Pertanyaan lagi, “Kenapa bisa begitu?” dan ternyata jawabannya serius lagi, karena di hutan Sumatra ada predator yang bernama Harimau Sumatra dan Beruang! Makanya orangutan di Bukit Lawang agak segan untuk menyentuh tanah. Ooo….

Ya, memang ada hewan buas juga di hutan ini! Tapi berdasarkan penuturan Heru, hewan-hewan tersebut biasanya hanya mangkal di pedalamaaaaaan hutan. Jadi kalau trekking-nya hanya jalur enam jam seperti yang kami tempuh, paling ‘beruntung’ kita cuma bisa bertemu jejak-jejak mereka: bekas cakar beruang di pohon-pohon, dan jejak kaki harimau.

IMG_4443
Lagi, foto rame-rame biar berasa serunya

Setelah bercapek-capek ria berjalan di dalam hutan yang jalurnya naik-turun naik-turun selama kurang lebih empat jam, akhirnya kami bisa bernapas lega saat tiba di pinggir Sungai Bahorok. Sambil menunggu ranger kami mempersiapkan ban untuk Tubing, kami semua buru-buru bergaul dengan air sungai, ada yang menyeburkan diri, ada juga yang hanya sekadar mencelup-celupkan kaki sambil menikmati pemandangan arus sungai yang dikelilingi pepohonan rindang. Tarik napas dalam-dalam! Suasana menyegarkan seperti ini memang sangat sayang untuk tidak dinikmati dengan senikmat-nikmatnya.

IMG_4501
Tubbing di Sei Bahorok bikin lelah hilang lho.

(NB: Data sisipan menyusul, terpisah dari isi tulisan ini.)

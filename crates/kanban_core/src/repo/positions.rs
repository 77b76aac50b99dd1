//! Dense sibling ordering for columns and cards.
//!
//! # Invariants
//! - Siblings are listed by `position ASC, id ASC`, so ties left by older
//!   data still resolve deterministically.
//! - After `resequence`, siblings hold positions `0..n` in list order.
//! - Callers run these helpers inside an immediate write transaction; the
//!   read-then-write sequence is not safe on its own.

use super::hierarchy_repo::{RepoError, RepoResult};
use crate::model::board::{BoardId, ColumnId};
use rusqlite::{params, Connection};

/// Parent scope of one ordered sibling list.
#[derive(Debug, Clone, Copy, PartialEq, Eq)]
pub(super) enum Siblings {
    /// Columns of one board.
    Columns(BoardId),
    /// Cards of one column.
    Cards(ColumnId),
}

impl Siblings {
    fn parent_id(self) -> i64 {
        match self {
            Self::Columns(board_id) => board_id,
            Self::Cards(column_id) => column_id,
        }
    }

    /// Counts siblings; with dense positions this is the append position.
    pub(super) fn count(self, conn: &Connection) -> RepoResult<u32> {
        let sql = match self {
            Self::Columns(_) => "SELECT COUNT(*) FROM columns WHERE board_id = ?1;",
            Self::Cards(_) => "SELECT COUNT(*) FROM cards WHERE column_id = ?1;",
        };
        let count: i64 = conn.query_row(sql, [self.parent_id()], |row| row.get(0))?;
        u32::try_from(count)
            .map_err(|_| RepoError::InvalidData(format!("sibling count `{count}` out of range")))
    }

    /// Lists sibling ids in display order.
    pub(super) fn ids(self, conn: &Connection) -> RepoResult<Vec<i64>> {
        let sql = match self {
            Self::Columns(_) => {
                "SELECT id FROM columns WHERE board_id = ?1 ORDER BY position ASC, id ASC;"
            }
            Self::Cards(_) => {
                "SELECT id FROM cards WHERE column_id = ?1 ORDER BY position ASC, id ASC;"
            }
        };
        let mut stmt = conn.prepare(sql)?;
        let mut rows = stmt.query([self.parent_id()])?;
        let mut ids = Vec::new();
        while let Some(row) = rows.next()? {
            ids.push(row.get(0)?);
        }
        Ok(ids)
    }

    /// Rewrites positions to match `ordered_ids`.
    ///
    /// Only rows whose position changes are touched, and those get
    /// `updated_at = now_ms`.
    pub(super) fn resequence(
        self,
        conn: &Connection,
        ordered_ids: &[i64],
        now_ms: i64,
    ) -> RepoResult<()> {
        let sql = match self {
            Self::Columns(_) => {
                "UPDATE columns
                 SET position = ?2,
                     updated_at = ?3
                 WHERE id = ?1
                   AND position != ?2;"
            }
            Self::Cards(_) => {
                "UPDATE cards
                 SET position = ?2,
                     updated_at = ?3
                 WHERE id = ?1
                   AND position != ?2;"
            }
        };
        let mut stmt = conn.prepare(sql)?;
        for (index, id) in ordered_ids.iter().enumerate() {
            stmt.execute(params![id, position_value(index)?, now_ms])?;
        }
        Ok(())
    }

    /// Places `member_id` at `target` among its siblings and resequences.
    ///
    /// `None` moves the member to the end. Targets past the end are clamped.
    pub(super) fn place(
        self,
        conn: &Connection,
        member_id: i64,
        target: Option<u32>,
        now_ms: i64,
    ) -> RepoResult<()> {
        let mut ids = self.ids(conn)?;
        ids.retain(|id| *id != member_id);
        let index = insertion_index(target, ids.len());
        ids.insert(index, member_id);
        self.resequence(conn, &ids, now_ms)
    }

    /// Closes gaps after a member left this sibling list.
    pub(super) fn compact(self, conn: &Connection, now_ms: i64) -> RepoResult<()> {
        let ids = self.ids(conn)?;
        self.resequence(conn, &ids, now_ms)
    }
}

fn insertion_index(target: Option<u32>, len: usize) -> usize {
    target.map_or(len, |value| {
        usize::try_from(value).map_or(len, |index| index.min(len))
    })
}

fn position_value(index: usize) -> RepoResult<i64> {
    i64::try_from(index)
        .map_err(|_| RepoError::InvalidData(format!("position index `{index}` out of range")))
}

#[cfg(test)]
mod tests {
    use super::insertion_index;

    #[test]
    fn insertion_index_appends_by_default() {
        assert_eq!(insertion_index(None, 3), 3);
    }

    #[test]
    fn insertion_index_clamps_past_end() {
        assert_eq!(insertion_index(Some(0), 3), 0);
        assert_eq!(insertion_index(Some(2), 3), 2);
        assert_eq!(insertion_index(Some(42), 3), 3);
        assert_eq!(insertion_index(Some(5), 0), 0);
    }
}
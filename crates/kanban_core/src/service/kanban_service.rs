//! Kanban use-case service.
//!
//! # Responsibility
//! - Provide the public entry points callers (UI, CLI, transport layers) use.
//! - Forward each call 1:1 to the hierarchy repository or view assembler.
//!
//! # Invariants
//! - Service APIs never bypass repository transactions or invariants.
//! - Service layer remains storage-agnostic.

use crate::model::board::{Board, BoardId, BoardWithColumns, Column, ColumnId, ExternalId};
use crate::model::card::{Card, CardId, CardPatch, NewCard};
use crate::repo::hierarchy_repo::{HierarchyRepository, RepoResult};
use crate::view::board_view::{assemble_board_view, BoardView};

/// Use-case service wrapper over a hierarchy repository.
pub struct KanbanService<R: HierarchyRepository> {
    repo: R,
}

impl<R: HierarchyRepository> KanbanService<R> {
    /// Creates a service using the provided repository implementation.
    pub fn new(repo: R) -> Self {
        Self { repo }
    }

    /// Creates a board with the default "To Do", "In Progress" and "Done" columns.
    pub fn create_board(
        &self,
        name: &str,
        description: Option<&str>,
    ) -> RepoResult<BoardWithColumns> {
        self.repo.create_board(name, description)
    }

    /// Gets one active board.
    pub fn get_board(&self, board_id: BoardId) -> RepoResult<Option<Board>> {
        self.repo.get_board(board_id)
    }

    /// Gets one active board by its public identifier.
    pub fn find_board_by_external_id(&self, external_id: ExternalId) -> RepoResult<Option<Board>> {
        self.repo.find_board_by_external_id(external_id)
    }

    /// Lists all active boards.
    pub fn list_boards(&self) -> RepoResult<Vec<Board>> {
        self.repo.list_boards()
    }

    /// Renames or re-describes one active board.
    ///
    /// # Contract
    /// - Blank strings count as "not supplied".
    /// - Returns `None` for a missing or soft-deleted board.
    pub fn update_board(
        &self,
        board_id: BoardId,
        name: Option<&str>,
        description: Option<&str>,
    ) -> RepoResult<Option<Board>> {
        self.repo.update_board(board_id, name, description)
    }

    /// Soft-deletes one board.
    ///
    /// # Contract
    /// - Returns `false` only for an unknown id; repeated calls return `true`.
    pub fn delete_board(&self, board_id: BoardId) -> RepoResult<bool> {
        self.repo.delete_board(board_id)
    }

    /// Creates one column in an active board.
    ///
    /// # Contract
    /// - `None` position appends; `Some(index)` inserts, clamped to the
    ///   column count, and shifts later columns.
    /// - Positions are assigned under the repository write lock.
    /// - Returns `None` for a missing or soft-deleted board.
    pub fn create_column(
        &self,
        board_id: BoardId,
        title: &str,
        position: Option<u32>,
    ) -> RepoResult<Option<Column>> {
        self.repo.create_column(board_id, title, position)
    }

    /// Renames and/or reorders one column within its board.
    ///
    /// # Contract
    /// - A supplied position is clamped and sibling columns stay dense.
    /// - Returns `None` when the column is not reachable.
    pub fn update_column(
        &self,
        column_id: ColumnId,
        title: Option<&str>,
        position: Option<u32>,
    ) -> RepoResult<Option<Column>> {
        self.repo.update_column(column_id, title, position)
    }

    /// Deletes one column and its cards.
    ///
    /// Returns `false` for a missing column and for a board's last column.
    pub fn delete_column(&self, column_id: ColumnId) -> RepoResult<bool> {
        self.repo.delete_column(column_id)
    }

    /// Appends one card to the end of a column.
    ///
    /// # Contract
    /// - The position equals the column's card count at commit time.
    /// - Returns `None` when the column is not reachable.
    pub fn create_card(&self, column_id: ColumnId, card: &NewCard) -> RepoResult<Option<Card>> {
        self.repo.create_card(column_id, card)
    }

    /// Applies the recognized fields of `patch`; see [`CardPatch::from_json`].
    pub fn update_card(&self, card_id: CardId, patch: &CardPatch) -> RepoResult<Option<Card>> {
        self.repo.update_card(card_id, patch)
    }

    /// Moves one card; `None` position appends to the target column.
    pub fn move_card(
        &self,
        card_id: CardId,
        target_column_id: ColumnId,
        position: Option<u32>,
    ) -> RepoResult<Option<Card>> {
        self.repo.move_card(card_id, target_column_id, position)
    }

    /// Deletes one card and closes the gap in its column.
    pub fn delete_card(&self, card_id: CardId) -> RepoResult<bool> {
        self.repo.delete_card(card_id)
    }

    /// Builds the nested board view from one consistent snapshot.
    pub fn get_board_with_data(&self, board_id: BoardId) -> RepoResult<Option<BoardView>> {
        assemble_board_view(&self.repo, board_id)
    }
}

Ending perjalanan kali ini memang merupakan pengalaman yang sama sekali baru bagi saya, tapi terasa sedikit antiklimaks (bagi saya). Duduk santai di atas ban yang bergerak mengikuti arus sungai dan disupiri ranger berpengalaman, sambil menikmati pemandangan hijau bukit pepohonan di kiri-kanan, rasanya memang benar-benar sangat nyaman. Ketika melewati arus yang kencang atau spot yang agak bebatuan sekalipun, kita tetap bisa menikmati kedamaian tersebut. Hanya saja, duduk terlalu lama di sana membuat saya agak bosan (mungkin karena saya tipe yang ingin lebih banyak bergerak saat berlibur seperti ini). Biasanya perjalanan tubing akan berakhir tepat di starting point tadi, Hotel Rindu Alam, namun kali ini rombongan memilih untuk tubing lebih jauuuuuuuh melewati starting point tadi. Alhasil, kami menghabiskan ekstra satu jam untuk tubing di sepanjang Sungai Bahorok tersebut, dan harus menumpang angkot untuk kembali ke Hotel Rindu Alam.

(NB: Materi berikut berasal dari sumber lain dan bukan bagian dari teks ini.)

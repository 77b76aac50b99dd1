//! Card record, priority levels and card input shapes.
//!
//! # Invariants
//! - Priority is persisted and serialized as its lowercase label.
//! - `CardPatch` ignores keys it does not recognize; `null` means "not supplied".

use crate::model::board::{ColumnId, ExternalId};
use serde::{Deserialize, Serialize};
use std::fmt::{Display, Formatter};

/// Internal sequential card identifier used for relations.
pub type CardId = i64;

/// Card urgency level.
#[derive(Debug, Clone, Copy, Default, PartialEq, Eq, Hash, Serialize, Deserialize)]
#[serde(rename_all = "lowercase")]
pub enum Priority {
    Low,
    #[default]
    Medium,
    High,
}

impl Priority {
    /// Returns the canonical lowercase label.
    pub fn as_str(self) -> &'static str {
        match self {
            Self::Low => "low",
            Self::Medium => "medium",
            Self::High => "high",
        }
    }

    /// Parses a canonical lowercase label.
    pub fn parse(value: &str) -> Option<Self> {
        match value {
            "low" => Some(Self::Low),
            "medium" => Some(Self::Medium),
            "high" => Some(Self::High),
            _ => None,
        }
    }
}

impl Display for Priority {
    fn fmt(&self, f: &mut Formatter<'_>) -> std::fmt::Result {
        f.write_str(self.as_str())
    }
}

/// Leaf task item inside one column.
#[derive(Debug, Clone, PartialEq, Eq, Serialize, Deserialize)]
pub struct Card {
    pub id: CardId,
    pub external_id: ExternalId,
    pub title: String,
    pub description: Option<String>,
    pub assignee: Option<String>,
    /// Unix epoch milliseconds.
    pub due_date: Option<i64>,
    pub priority: Priority,
    /// Zero-based order key within the owning column.
    pub position: u32,
    pub column_id: ColumnId,
    pub created_at: i64,
    pub updated_at: i64,
}

/// Input for creating one card.
#[derive(Debug, Clone, Default, PartialEq, Eq)]
pub struct NewCard {
    pub title: String,
    pub description: Option<String>,
    pub assignee: Option<String>,
    pub due_date: Option<i64>,
    pub priority: Priority,
}

impl NewCard {
    /// Creates card input with only a title and `Priority::Medium`.
    pub fn new(title: impl Into<String>) -> Self {
        Self {
            title: title.into(),
            ..Self::default()
        }
    }
}

/// Partial card update.
///
/// Deserializing from an arbitrary key/value object keeps only the
/// recognized keys below. Position and column changes go through
/// `move_card`, so `position` and `column_id` keys are ignored here too.
#[derive(Debug, Clone, Default, PartialEq, Eq, Deserialize)]
#[serde(default)]
pub struct CardPatch {
    pub title: Option<String>,
    pub description: Option<String>,
    pub assignee: Option<String>,
    pub due_date: Option<i64>,
    pub priority: Option<Priority>,
}

impl CardPatch {
    /// Builds a patch from a JSON object, dropping unrecognized keys.
    ///
    /// # Errors
    /// - Returns an error when a recognized key carries a value of the wrong
    ///   type (for example an unknown priority label).
    pub fn from_json(value: serde_json::Value) -> Result<Self, serde_json::Error> {
        serde_json::from_value(value)
    }

    /// Returns `true` when no field would be applied.
    pub fn is_empty(&self) -> bool {
        self.title.is_none()
            && self.description.is_none()
            && self.assignee.is_none()
            && self.due_date.is_none()
            && self.priority.is_none()
    }
}
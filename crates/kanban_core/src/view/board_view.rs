//! Nested board read model: board -> ordered columns -> ordered cards.
//!
//! # Responsibility
//! - Assemble the display view from the three flat hierarchy tables.
//!
//! # Invariants
//! - All reads for one view run inside a single repository snapshot.
//! - Columns and cards appear in ascending position order.
//! - Card priority serializes as its lowercase label.

use crate::model::board::{Board, BoardId, Column, ColumnId, ExternalId};
use crate::model::card::{Card, CardId, Priority};
use crate::repo::hierarchy_repo::{HierarchyRepository, RepoResult};
use serde::Serialize;

/// Board with its columns and cards materialized.
#[derive(Debug, Clone, PartialEq, Eq, Serialize)]
pub struct BoardView {
    pub id: BoardId,
    pub uuid: ExternalId,
    pub name: String,
    pub description: Option<String>,
    pub created_at: i64,
    pub updated_at: i64,
    pub is_active: bool,
    pub columns: Vec<ColumnView>,
}

/// One column of a [`BoardView`].
#[derive(Debug, Clone, PartialEq, Eq, Serialize)]
pub struct ColumnView {
    pub id: ColumnId,
    pub uuid: ExternalId,
    pub title: String,
    pub position: u32,
    pub cards: Vec<CardView>,
}

/// One card of a [`ColumnView`].
#[derive(Debug, Clone, PartialEq, Eq, Serialize)]
pub struct CardView {
    pub id: CardId,
    pub uuid: ExternalId,
    pub title: String,
    pub description: Option<String>,
    pub assignee: Option<String>,
    pub due_date: Option<i64>,
    pub priority: Priority,
    pub position: u32,
    pub created_at: i64,
    pub updated_at: i64,
}

impl BoardView {
    /// Finds a column view by internal id.
    pub fn column(&self, column_id: ColumnId) -> Option<&ColumnView> {
        self.columns.iter().find(|column| column.id == column_id)
    }
}

/// Builds the nested view of one active board.
///
/// Returns `Ok(None)` when the board is missing or soft-deleted.
pub fn assemble_board_view<R: HierarchyRepository>(
    repo: &R,
    board_id: BoardId,
) -> RepoResult<Option<BoardView>> {
    repo.read_snapshot(|repo| {
        let Some(board) = repo.get_board(board_id)? else {
            return Ok(None);
        };

        let columns = repo
            .list_columns(board_id)?
            .into_iter()
            .map(|column| {
                let cards = repo.list_cards(column.id)?;
                Ok(column_view(column, cards))
            })
            .collect::<RepoResult<Vec<_>>>()?;

        Ok(Some(board_view(board, columns)))
    })
}

fn board_view(board: Board, columns: Vec<ColumnView>) -> BoardView {
    BoardView {
        id: board.id,
        uuid: board.external_id,
        name: board.name,
        description: board.description,
        created_at: board.created_at,
        updated_at: board.updated_at,
        is_active: board.is_active,
        columns,
    }
}

fn column_view(column: Column, cards: Vec<Card>) -> ColumnView {
    ColumnView {
        id: column.id,
        uuid: column.external_id,
        title: column.title,
        position: column.position,
        cards: cards.into_iter().map(card_view).collect(),
    }
}

fn card_view(card: Card) -> CardView {
    CardView {
        id: card.id,
        uuid: card.external_id,
        title: card.title,
        description: card.description,
        assignee: card.assignee,
        due_date: card.due_date,
        priority: card.priority,
        position: card.position,
        created_at: card.created_at,
        updated_at: card.updated_at,
    }
}
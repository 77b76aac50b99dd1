//! Row mapping between SQLite tables and model records.
//!
//! Read paths reject malformed persisted state (bad UUID text, unknown
//! priority label, negative position) instead of masking it.

use super::hierarchy_repo::{RepoError, RepoResult};
use crate::model::board::{Board, Column};
use crate::model::card::{Card, Priority};
use rusqlite::{Connection, OptionalExtension, Row};
use std::time::{SystemTime, UNIX_EPOCH};
use uuid::Uuid;

pub(super) const BOARD_SELECT_SQL: &str = "SELECT
    id,
    external_id,
    name,
    description,
    created_at,
    updated_at,
    is_active
FROM boards";

// Columns and cards are only visible through an active board.
pub(super) const COLUMN_SELECT_SQL: &str = "SELECT
    c.id AS id,
    c.external_id AS external_id,
    c.title AS title,
    c.position AS position,
    c.board_id AS board_id,
    c.created_at AS created_at,
    c.updated_at AS updated_at
FROM columns c
INNER JOIN boards b ON b.id = c.board_id";

pub(super) const CARD_SELECT_SQL: &str = "SELECT
    k.id AS id,
    k.external_id AS external_id,
    k.title AS title,
    k.description AS description,
    k.assignee AS assignee,
    k.due_date AS due_date,
    k.priority AS priority,
    k.position AS position,
    k.column_id AS column_id,
    k.created_at AS created_at,
    k.updated_at AS updated_at
FROM cards k
INNER JOIN columns c ON c.id = k.column_id
INNER JOIN boards b ON b.id = c.board_id";

/// Current wall-clock time in epoch milliseconds.
pub(super) fn now_epoch_ms() -> i64 {
    SystemTime::now()
        .duration_since(UNIX_EPOCH)
        .map(|elapsed| i64::try_from(elapsed.as_millis()).unwrap_or(i64::MAX))
        .unwrap_or(0)
}

pub(super) fn load_active_board(conn: &Connection, board_id: i64) -> RepoResult<Option<Board>> {
    let sql = format!("{BOARD_SELECT_SQL} WHERE id = ?1 AND is_active = 1;");
    conn.query_row(&sql, [board_id], |row| Ok(parse_board_row(row)))
        .optional()?
        .transpose()
}

pub(super) fn load_visible_column(
    conn: &Connection,
    column_id: i64,
) -> RepoResult<Option<Column>> {
    let sql = format!("{COLUMN_SELECT_SQL} WHERE c.id = ?1 AND b.is_active = 1;");
    conn.query_row(&sql, [column_id], |row| Ok(parse_column_row(row)))
        .optional()?
        .transpose()
}

pub(super) fn load_visible_card(conn: &Connection, card_id: i64) -> RepoResult<Option<Card>> {
    let sql = format!("{CARD_SELECT_SQL} WHERE k.id = ?1 AND b.is_active = 1;");
    conn.query_row(&sql, [card_id], |row| Ok(parse_card_row(row)))
        .optional()?
        .transpose()
}

pub(super) fn parse_board_row(row: &Row<'_>) -> RepoResult<Board> {
    let external_id: String = row.get("external_id")?;
    let is_active = match row.get::<_, i64>("is_active")? {
        0 => false,
        1 => true,
        other => {
            return Err(RepoError::InvalidData(format!(
                "invalid is_active value `{other}` in boards.is_active"
            )));
        }
    };

    Ok(Board {
        id: row.get("id")?,
        external_id: parse_uuid(&external_id, "boards.external_id")?,
        name: row.get("name")?,
        description: row.get("description")?,
        created_at: row.get("created_at")?,
        updated_at: row.get("updated_at")?,
        is_active,
    })
}

pub(super) fn parse_column_row(row: &Row<'_>) -> RepoResult<Column> {
    let external_id: String = row.get("external_id")?;
    Ok(Column {
        id: row.get("id")?,
        external_id: parse_uuid(&external_id, "columns.external_id")?,
        title: row.get("title")?,
        position: parse_position(row.get("position")?, "columns.position")?,
        board_id: row.get("board_id")?,
        created_at: row.get("created_at")?,
        updated_at: row.get("updated_at")?,
    })
}

pub(super) fn parse_card_row(row: &Row<'_>) -> RepoResult<Card> {
    let external_id: String = row.get("external_id")?;
    let priority_text: String = row.get("priority")?;
    let priority = Priority::parse(&priority_text).ok_or_else(|| {
        RepoError::InvalidData(format!(
            "invalid priority `{priority_text}` in cards.priority"
        ))
    })?;

    Ok(Card {
        id: row.get("id")?,
        external_id: parse_uuid(&external_id, "cards.external_id")?,
        title: row.get("title")?,
        description: row.get("description")?,
        assignee: row.get("assignee")?,
        due_date: row.get("due_date")?,
        priority,
        position: parse_position(row.get("position")?, "cards.position")?,
        column_id: row.get("column_id")?,
        created_at: row.get("created_at")?,
        updated_at: row.get("updated_at")?,
    })
}

fn parse_position(value: i64, column: &'static str) -> RepoResult<u32> {
    u32::try_from(value)
        .map_err(|_| RepoError::InvalidData(format!("invalid position `{value}` in {column}")))
}

fn parse_uuid(value: &str, column: &'static str) -> RepoResult<Uuid> {
    Uuid::parse_str(value)
        .map_err(|_| RepoError::InvalidData(format!("invalid uuid `{value}` in {column}")))
}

Well, meski antiklimaks, tidak berarti saya sudah kapok dengan destinasi yang satu ini. To-do-list saya selanjutnya di sini, saya ingin coba camping di dalam hutannya dengan harapan bisa kenalan dengan hewan lain yang lebih liar daripada Orang Utan. Anyone?

*Selain Treking, Tubing, dan Camping, sebenarnya masih ada beberapa aktifitas lain yang bisa menjadi alternatif: Swimming di sungai, Ceplak-Cepluking di pinggir sungai, dan Caving (masuk goa gelap untuk menonton kelelawar tidur. FYI, ada tiga buah goa di dekat sana).

*Pssttt… Pasak bumi tumbuh liar di dalam hutan ini.